Here is my test data in compressed form. Note that ls -h and du -h use powers of 2 while tarsnap –humanize-numbers uses powers of 10.
drue@nest:~/test_dedup$ ls -lh compressed/
total 1617856
-rw-r----- 1 drue drue 145M Mar 17 2010 2010-03-18-00:34:19.sql.gz
-rw-r----- 1 drue drue 146M Apr 9 2010 2010-04-09-19:31:39.sql.gz
-rw-r----- 1 drue drue 162M May 11 20:28 2010-05-12-01:23:16.sql.gz
-rw-r----- 1 drue drue 163M Jun 24 20:34 2010-06-25-01:30:09.sql.gz
-rw-r----- 1 drue drue 173M Jul 15 20:17 2010-07-16-01:13:04.sql.gz
drue@nest:~/test_dedup$ du -hs compressed/
790M compressed/
And here is my test data uncompressed.
drue@nest:~/test_dedup$ ls -lh uncompressed/
total 28344832
-rw-r----- 1 drue drue 2.4G Oct 20 10:49 2010-03-18-00:34:19.sql
-rw-r----- 1 drue drue 2.4G Oct 20 10:49 2010-04-09-19:31:39.sql
-rw-r----- 1 drue drue 2.8G Oct 20 10:48 2010-05-12-01:23:16.sql
-rw-r----- 1 drue drue 2.8G Oct 20 10:48 2010-06-25-01:30:09.sql
-rw-r----- 1 drue drue 3.0G Oct 20 10:48 2010-07-16-01:13:04.sql
drue@nest:~/test_dedup$ du -hs uncompressed/
14G uncompressed/
This is the tarsnap commands (anonymized) that I will run against each directory.
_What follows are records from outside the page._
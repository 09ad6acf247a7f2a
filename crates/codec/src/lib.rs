//! The pubdata codec for the bridge operations.
//!
//! Every operation is serialized into a fixed width big-endian record whose first byte is the
//! operation tag. The crate decodes and encodes those records, unpacks the compressed amount and
//! fee fields, and decides whether an onchain operation settles a queued priority request.

pub mod bits;

pub use error::{DecodingError, PackingError};
mod error;

pub use matching::{eq_with_tolerated_suffix, PubdataMatcher, SuffixTolerance};
pub mod matching;

pub use operation::{
    decode, AccountId, ChangePubKey, Deposit, ForcedExit, FullExit, NftExit, Nonce,
    OperationKind, OperationRecord, TokenId, Transfer, TransferToNew, Withdraw, CHUNK_BYTES,
};
pub mod operation;

pub use packing::{FloatFormat, PackedAmount, PackedFee};
pub mod packing;

pub use reader::{read_bytes, read_uint};
pub mod reader;
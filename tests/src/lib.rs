//! Fixtures shared by the bridge integration tests.

use alloy_primitives::{address, Address, B256};
use arbitrary::Unstructured;
use bridge_codec::{Deposit, FullExit, NftExit, OperationRecord};
use bridge_primitives::L1Origin;
use rand::Rng;

/// The owner of the accounts used across the scenarios.
pub const OWNER: Address = address!("823B747710C5bC9b8A47243f2c3d1805F1aA00c5");

/// The deposit of the end to end scenarios.
pub const fn scenario_deposit() -> Deposit {
    Deposit {
        account_id: 0x01020304,
        token_id: 0x0102,
        amount: 0x101112131415161718191a1b1c1d1e1f,
        owner: OWNER,
    }
}

/// Returns a full exit of a fungible token for the provided amount.
pub fn full_exit(amount: u128) -> FullExit {
    FullExit {
        account_id: 0x0a0b0c0d,
        owner: OWNER,
        token_id: 0x0e0f,
        amount,
        nft: NftExit::default(),
    }
}

/// Returns an origin with a random transaction hash.
pub fn origin() -> L1Origin {
    L1Origin::new(OWNER, B256::random())
}

/// Returns `len` random bytes for an [`Unstructured`].
pub fn random_bytes(len: usize) -> Vec<u8> {
    let mut bytes = vec![0u8; len];
    rand::rng().fill(bytes.as_mut_slice());
    bytes
}

/// Returns a deposit with random fields.
pub fn arbitrary_deposit(u: &mut Unstructured<'_>) -> arbitrary::Result<Deposit> {
    Ok(Deposit {
        account_id: u.arbitrary()?,
        token_id: u.arbitrary()?,
        amount: u.arbitrary()?,
        owner: Address::from(u.arbitrary::<[u8; 20]>()?),
    })
}

/// Lays out the records one after the other, each padded with zeros to its chunk footprint, and
/// returns the pubdata along with the offsets of the records.
pub fn layout_block(records: &[OperationRecord]) -> (Vec<u8>, Vec<usize>) {
    let mut pubdata = Vec::new();
    let mut offsets = Vec::with_capacity(records.len());
    for record in records {
        offsets.push(pubdata.len());
        let end = pubdata.len() + record.kind().onchain_footprint();
        pubdata.extend_from_slice(&record.encode());
        pubdata.resize(end, 0);
    }
    (pubdata, offsets)
}
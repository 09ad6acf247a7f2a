use bridge_codec::DecodingError;
use bridge_priority_queue::PriorityQueueError;

use alloy_primitives::Bytes;

/// An error rejecting a block commit. Every variant is fatal to the whole block.
#[derive(Debug, Clone, PartialEq, Eq, thiserror::Error)]
pub enum BatchError {
    /// The operation at a declared offset could not be decoded.
    #[error("malformed operation at offset {offset}: {source}")]
    MalformedOperation {
        /// The declared offset.
        offset: usize,
        /// The decoding failure.
        #[source]
        source: DecodingError,
    },
    /// A declared offset precedes the end of the previous operation.
    #[error("offset {offset} overlaps the operation ending at {previous_end}")]
    OffsetsNotAscending {
        /// The offending offset.
        offset: usize,
        /// The end of the previously decoded operation.
        previous_end: usize,
    },
    /// A priority operation references a request which was never enqueued.
    #[error("priority operation at offset {offset} references missing request {serial_id}")]
    QueueUnderflow {
        /// The offset of the priority operation.
        offset: usize,
        /// The serial id the operation should consume.
        serial_id: u64,
    },
    /// A priority operation references an expired request.
    #[error(
        "priority request {serial_id} expired at block {expiration_block}, current block {current_block}"
    )]
    RequestExpired {
        /// The serial id of the expired request.
        serial_id: u64,
        /// The expiration block of the request.
        expiration_block: u64,
        /// The block being committed.
        current_block: u64,
    },
    /// The onchain operation does not match the queued request.
    #[error("pubdata at offset {offset} does not match priority request {serial_id}")]
    PubdataMismatch {
        /// The serial id of the request.
        serial_id: u64,
        /// The offset of the onchain operation.
        offset: usize,
        /// The onchain pubdata slice.
        onchain: Bytes,
        /// The queued request pubdata.
        request: Bytes,
    },
    /// The priority queue refused to advance.
    #[error(transparent)]
    Queue(#[from] PriorityQueueError),
}

impl BatchError {
    /// Returns the reject code reported to the operator.
    pub const fn reason(&self) -> &'static str {
        match self {
            Self::MalformedOperation { .. } => "malformed_operation",
            Self::OffsetsNotAscending { .. } => "offsets_not_ascending",
            Self::QueueUnderflow { .. } => "queue_underflow",
            Self::RequestExpired { .. } |
            Self::Queue(PriorityQueueError::RequestExpired { .. }) => "request_expired",
            Self::PubdataMismatch { .. } => "pubdata_mismatch",
            Self::Queue(_) => "queue_error",
        }
    }
}
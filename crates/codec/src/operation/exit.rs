use super::{AccountId, OperationKind, PubdataRecord, TokenId};
use crate::{
    reader::{address_from_buf, ADDRESS_BYTES},
    PackedFee,
};

use alloy_primitives::{
    bytes::{Buf, BufMut},
    Address,
};

/// A withdrawal from a layer-2 account to a layer-1 address.
#[derive(Debug, Clone, PartialEq, Eq)]
pub struct Withdraw {
    /// The withdrawing account.
    pub account_id: AccountId,
    /// The withdrawn token.
    pub token_id: TokenId,
    /// The withdrawn amount.
    pub amount: u128,
    /// The fee paid for the withdrawal.
    pub fee: PackedFee,
    /// The layer-1 recipient.
    pub owner: Address,
}

impl Withdraw {
    /// The encoded length of the withdrawal.
    pub const BYTES_LENGTH: usize = 1 + 4 + 2 + 16 + PackedFee::BYTES + ADDRESS_BYTES;
}

impl PubdataRecord for Withdraw {
    const KIND: OperationKind = OperationKind::Withdraw;

    fn from_buf(buf: &mut &[u8]) -> Self {
        let account_id = buf.get_u32();
        let token_id = buf.get_u16();
        let amount = buf.get_u128();
        let fee = PackedFee::from_raw(buf.get_u16());
        let owner = address_from_buf(buf);
        Self { account_id, token_id, amount, fee, owner }
    }

    fn write(&self, out: &mut Vec<u8>) {
        out.put_u8(Self::KIND.tag());
        out.put_u32(self.account_id);
        out.put_u16(self.token_id);
        out.put_u128(self.amount);
        out.put_u16(self.fee.raw());
        out.put_slice(self.owner.as_slice());
    }
}

/// A withdrawal of a target account's balance initiated by another account.
#[derive(Debug, Clone, PartialEq, Eq)]
pub struct ForcedExit {
    /// The account initiating the exit and paying the fee.
    pub initiator_account_id: AccountId,
    /// The exited account.
    pub target_account_id: AccountId,
    /// The exited token.
    pub token_id: TokenId,
    /// The exited amount.
    pub amount: u128,
    /// The fee paid by the initiator.
    pub fee: PackedFee,
    /// The layer-1 recipient, owner of the target account.
    pub target: Address,
}

impl ForcedExit {
    /// The encoded length of the forced exit.
    pub const BYTES_LENGTH: usize = 1 + 4 + 4 + 2 + 16 + PackedFee::BYTES + ADDRESS_BYTES;
}

impl PubdataRecord for ForcedExit {
    const KIND: OperationKind = OperationKind::ForcedExit;

    fn from_buf(buf: &mut &[u8]) -> Self {
        let initiator_account_id = buf.get_u32();
        let target_account_id = buf.get_u32();
        let token_id = buf.get_u16();
        let amount = buf.get_u128();
        let fee = PackedFee::from_raw(buf.get_u16());
        let target = address_from_buf(buf);
        Self { initiator_account_id, target_account_id, token_id, amount, fee, target }
    }

    fn write(&self, out: &mut Vec<u8>) {
        out.put_u8(Self::KIND.tag());
        out.put_u32(self.initiator_account_id);
        out.put_u32(self.target_account_id);
        out.put_u16(self.token_id);
        out.put_u128(self.amount);
        out.put_u16(self.fee.raw());
        out.put_slice(self.target.as_slice());
    }
}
tarsnap-keygen --keyfile key --user [email protected] --machine test
tarsnap --cachedir cache --keyfile key --print-stats --humanize-numbers -c -f test compressed/
tarsnap --keyfile key --nuke
tarsnap-keygen --keyfile key --user [email protected] --machine test
tarsnap --cachedir cache --keyfile key --print-stats --humanize-numbers -c -f test uncompressed/
tarsnap --keyfile key --nuke
Here are the results:
drue@nest:~/test_dedup$ tarsnap --cachedir cache --keyfile key --print-stats --humanize-numbers -c -f test compressed/
Directory cache created for "--cachedir cache"
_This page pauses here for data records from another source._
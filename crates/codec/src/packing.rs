//! Decimal floating point packing used for amounts and fees in layer-2 operations.
//!
//! A packed value holds a mantissa in its high bits and a base 10 exponent in its low bits, so
//! that `value = mantissa * 10^exponent`.

use crate::{bits::get_bits, PackingError};

/// The layout of a packed decimal floating point value.
#[derive(Debug, Clone, Copy, PartialEq, Eq)]
pub struct FloatFormat {
    /// The bit width of the mantissa.
    mantissa_bits: u32,
    /// The bit width of the exponent.
    exponent_bits: u32,
}

impl FloatFormat {
    /// The packed amount format, 40 bits wide.
    pub const AMOUNT: Self = Self { mantissa_bits: 35, exponent_bits: 5 };

    /// The packed fee format, 16 bits wide.
    pub const FEE: Self = Self { mantissa_bits: 11, exponent_bits: 5 };

    /// The widest packed value a format can describe.
    pub const MAX_WIDTH: u32 = u64::BITS;

    /// Returns a new format, or [`None`] if either width is zero, the exponent is wider than 31
    /// bits or the packed value does not fit into [`Self::MAX_WIDTH`] bits.
    pub const fn new(mantissa_bits: u32, exponent_bits: u32) -> Option<Self> {
        if mantissa_bits == 0 ||
            exponent_bits == 0 ||
            exponent_bits >= u32::BITS ||
            mantissa_bits > Self::MAX_WIDTH - exponent_bits
        {
            return None
        }
        Some(Self { mantissa_bits, exponent_bits })
    }

    /// Returns the bit width of the mantissa.
    pub const fn mantissa_bits(&self) -> u32 {
        self.mantissa_bits
    }

    /// Returns the bit width of the exponent.
    pub const fn exponent_bits(&self) -> u32 {
        self.exponent_bits
    }

    /// Returns the total bit width of the format.
    pub const fn width(&self) -> u32 {
        self.mantissa_bits + self.exponent_bits
    }

    /// Returns the largest mantissa of the format.
    pub const fn max_mantissa(&self) -> u128 {
        (1u128 << self.mantissa_bits) - 1
    }

    /// Returns the largest exponent of the format.
    pub const fn max_exponent(&self) -> u32 {
        (1u32 << self.exponent_bits) - 1
    }

    /// Unpacks the packed value into its full value.
    pub fn unpack(&self, packed: u64) -> Result<u128, PackingError> {
        let packed_wide = u128::from(packed);
        if get_bits(packed_wide, self.width(), u128::BITS) != 0 {
            return Err(PackingError::InvalidPackedValue(packed))
        }
        let exponent = get_bits(packed_wide, 0, self.exponent_bits) as u32;
        let mantissa = get_bits(packed_wide, self.exponent_bits, self.width());
        10u128
            .checked_pow(exponent)
            .and_then(|power| mantissa.checked_mul(power))
            .ok_or(PackingError::InvalidPackedValue(packed))
    }

    /// Packs the value, failing if it cannot be represented without loss of precision.
    pub fn pack(&self, value: u128) -> Result<u64, PackingError> {
        let mut mantissa = value;
        let mut exponent = 0u32;
        while mantissa > self.max_mantissa() {
            if exponent == self.max_exponent() {
                return Err(PackingError::Overflow(value))
            }
            if mantissa % 10 != 0 {
                return Err(PackingError::NotPackable(value))
            }
            mantissa /= 10;
            exponent += 1;
        }
        Ok(((mantissa as u64) << self.exponent_bits) | u64::from(exponent))
    }

    /// Returns the largest packable value not greater than `value`.
    pub fn closest_packable(&self, value: u128) -> Result<u128, PackingError> {
        let mut mantissa = value;
        let mut exponent = 0u32;
        while mantissa > self.max_mantissa() {
            if exponent == self.max_exponent() {
                return Err(PackingError::Overflow(value))
            }
            mantissa /= 10;
            exponent += 1;
        }
        // mantissa * 10^exponent <= value, so only a zero mantissa can overflow the power.
        Ok(10u128.checked_pow(exponent).map_or(0, |power| mantissa * power))
    }

    /// Returns true if the value can be packed without loss of precision.
    pub fn is_packable(&self, value: u128) -> bool {
        self.pack(value).is_ok()
    }
}

/// A packed token amount, encoded on 5 bytes.
#[derive(Debug, Clone, Copy, Default, PartialEq, Eq, Hash)]
pub struct PackedAmount(u64);

impl PackedAmount {
    /// The encoded length of the packed amount.
    pub const BYTES: usize = 5;

    /// Returns the packed amount from its raw 40 bits representation, or [`None`] if the raw value
    /// is wider than 40 bits.
    pub const fn from_raw(raw: u64) -> Option<Self> {
        if raw >> FloatFormat::AMOUNT.width() != 0 {
            return None
        }
        Some(Self(raw))
    }

    /// Packs the full amount exactly.
    pub fn pack(amount: u128) -> Result<Self, PackingError> {
        FloatFormat::AMOUNT.pack(amount).map(Self)
    }

    /// Returns the raw packed representation.
    pub const fn raw(&self) -> u64 {
        self.0
    }

    /// Unpacks into the full amount.
    pub fn unpack(&self) -> Result<u128, PackingError> {
        FloatFormat::AMOUNT.unpack(self.0)
    }

    pub(crate) fn to_be_bytes(self) -> [u8; Self::BYTES] {
        let bytes = self.0.to_be_bytes();
        let mut out = [0u8; Self::BYTES];
        out.copy_from_slice(&bytes[8 - Self::BYTES..]);
        out
    }
}

/// A packed fee, encoded on 2 bytes.
#[derive(Debug, Clone, Copy, Default, PartialEq, Eq, Hash)]
pub struct PackedFee(u16);

impl PackedFee {
    /// The encoded length of the packed fee.
    pub const BYTES: usize = 2;

    /// Returns the packed fee from its raw representation.
    pub const fn from_raw(raw: u16) -> Self {
        Self(raw)
    }

    /// Packs the full fee exactly.
    pub fn pack(fee: u128) -> Result<Self, PackingError> {
        FloatFormat::FEE.pack(fee).map(|raw| Self(raw as u16))
    }

    /// Returns the raw packed representation.
    pub const fn raw(&self) -> u16 {
        self.0
    }

    /// Unpacks into the full fee.
    pub fn unpack(&self) -> Result<u128, PackingError> {
        FloatFormat::FEE.unpack(u64::from(self.0))
    }
}
use super::{AccountId, Nonce, OperationKind, PubdataRecord, TokenId};
use crate::{
    reader::{address_from_buf, ADDRESS_BYTES},
    PackedFee,
};

use alloy_primitives::{
    bytes::{Buf, BufMut},
    Address, FixedBytes,
};

/// A change of the layer-2 signing key of an account.
#[derive(Debug, Clone, PartialEq, Eq)]
pub struct ChangePubKey {
    /// The account changing its key.
    pub account_id: AccountId,
    /// The hash of the new public key.
    pub pub_key_hash: FixedBytes<20>,
    /// The owner of the account.
    pub owner: Address,
    /// The nonce of the account.
    pub nonce: Nonce,
    /// The token the fee is paid in.
    pub fee_token_id: TokenId,
    /// The fee paid for the change.
    pub fee: PackedFee,
}

impl ChangePubKey {
    /// The encoded length of the key change.
    pub const BYTES_LENGTH: usize = 1 + 4 + 20 + ADDRESS_BYTES + 4 + 2 + PackedFee::BYTES;
}

impl PubdataRecord for ChangePubKey {
    const KIND: OperationKind = OperationKind::ChangePubKey;

    fn from_buf(buf: &mut &[u8]) -> Self {
        let account_id = buf.get_u32();
        let pub_key_hash = FixedBytes::from_slice(&buf[..20]);
        buf.advance(20);
        let owner = address_from_buf(buf);
        let nonce = buf.get_u32();
        let fee_token_id = buf.get_u16();
        let fee = PackedFee::from_raw(buf.get_u16());
        Self { account_id, pub_key_hash, owner, nonce, fee_token_id, fee }
    }

    fn write(&self, out: &mut Vec<u8>) {
        out.put_u8(Self::KIND.tag());
        out.put_u32(self.account_id);
        out.put_slice(self.pub_key_hash.as_slice());
        out.put_slice(self.owner.as_slice());
        out.put_u32(self.nonce);
        out.put_u16(self.fee_token_id);
        out.put_u16(self.fee.raw());
    }
}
Total size Compressed size
All archives 828 MB 796 MB
(unique data) 828 MB 796 MB
This archive 828 MB 796 MB
New data 828 MB 796 MB
drue@nest:~/test_dedup$ tarsnap --cachedir cache --keyfile key --print-stats --humanize-numbers -c -f test uncompressed/
Total size Compressed size
All archives 14 GB 1.0 GB
(unique data) 4.8 GB 358 MB
This archive 14 GB 1.0 GB
New data 4.8 GB 358 MB
After deduplication the compressed files are only reduced marginally, while the uncompressed source files take heavy advantage of deduplication. If we reran the test with more files, the results would be even more dramatic.
Given that it is a requirement for users and administrators to be able to compress files, what can be done about this inefficiency? Are there any compression algorithms that address this dilemma?